Start of SOURCE INFORMATION

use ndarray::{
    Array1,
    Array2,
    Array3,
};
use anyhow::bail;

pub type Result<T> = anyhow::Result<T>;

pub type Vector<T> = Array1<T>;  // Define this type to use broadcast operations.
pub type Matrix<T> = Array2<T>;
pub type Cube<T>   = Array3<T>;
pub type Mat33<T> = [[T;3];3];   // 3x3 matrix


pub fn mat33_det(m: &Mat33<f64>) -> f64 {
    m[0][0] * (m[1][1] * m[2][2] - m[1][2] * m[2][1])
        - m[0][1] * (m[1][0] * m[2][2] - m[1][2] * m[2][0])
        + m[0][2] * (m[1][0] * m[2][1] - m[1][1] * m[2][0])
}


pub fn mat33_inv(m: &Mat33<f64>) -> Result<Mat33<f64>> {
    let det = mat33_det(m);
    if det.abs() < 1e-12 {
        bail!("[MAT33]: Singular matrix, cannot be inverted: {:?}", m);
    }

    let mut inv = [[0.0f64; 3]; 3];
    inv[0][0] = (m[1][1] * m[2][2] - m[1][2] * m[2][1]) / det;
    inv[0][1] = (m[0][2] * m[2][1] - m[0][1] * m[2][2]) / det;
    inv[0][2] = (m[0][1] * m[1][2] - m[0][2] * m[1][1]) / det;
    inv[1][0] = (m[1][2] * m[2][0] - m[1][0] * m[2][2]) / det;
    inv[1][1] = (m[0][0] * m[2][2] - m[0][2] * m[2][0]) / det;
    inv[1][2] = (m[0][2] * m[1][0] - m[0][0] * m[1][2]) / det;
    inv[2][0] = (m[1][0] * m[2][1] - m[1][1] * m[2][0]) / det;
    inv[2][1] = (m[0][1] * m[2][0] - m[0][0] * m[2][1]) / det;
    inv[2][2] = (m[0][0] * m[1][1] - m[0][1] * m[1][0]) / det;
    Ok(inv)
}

End of SOURCE INFORMATION

For this exercise, output exactly the lines above from the line with "pub type Cube<T>" to the line with "inv[0][1] = (m[0][2]", counting both, and leave out the rest.

== REPLY ==
pub type Cube<T>   = Array3<T>;
pub type Mat33<T> = [[T;3];3];   // 3x3 matrix


pub fn mat33_det(m: &Mat33<f64>) -> f64 {
    m[0][0] * (m[1][1] * m[2][2] - m[1][2] * m[2][1])
        - m[0][1] * (m[1][0] * m[2][2] - m[1][2] * m[2][0])
        + m[0][2] * (m[1][0] * m[2][1] - m[1][1] * m[2][0])
}


pub fn mat33_inv(m: &Mat33<f64>) -> Result<Mat33<f64>> {
    let det = mat33_det(m);
    if det.abs() < 1e-12 {
        bail!("[MAT33]: Singular matrix, cannot be inverted: {:?}", m);
    }

    let mut inv = [[0.0f64; 3]; 3];
    inv[0][0] = (m[1][1] * m[2][2] - m[1][2] * m[2][1]) / det;
    inv[0][1] = (m[0][2] * m[2][1] - m[0][1] * m[2][2]) / det;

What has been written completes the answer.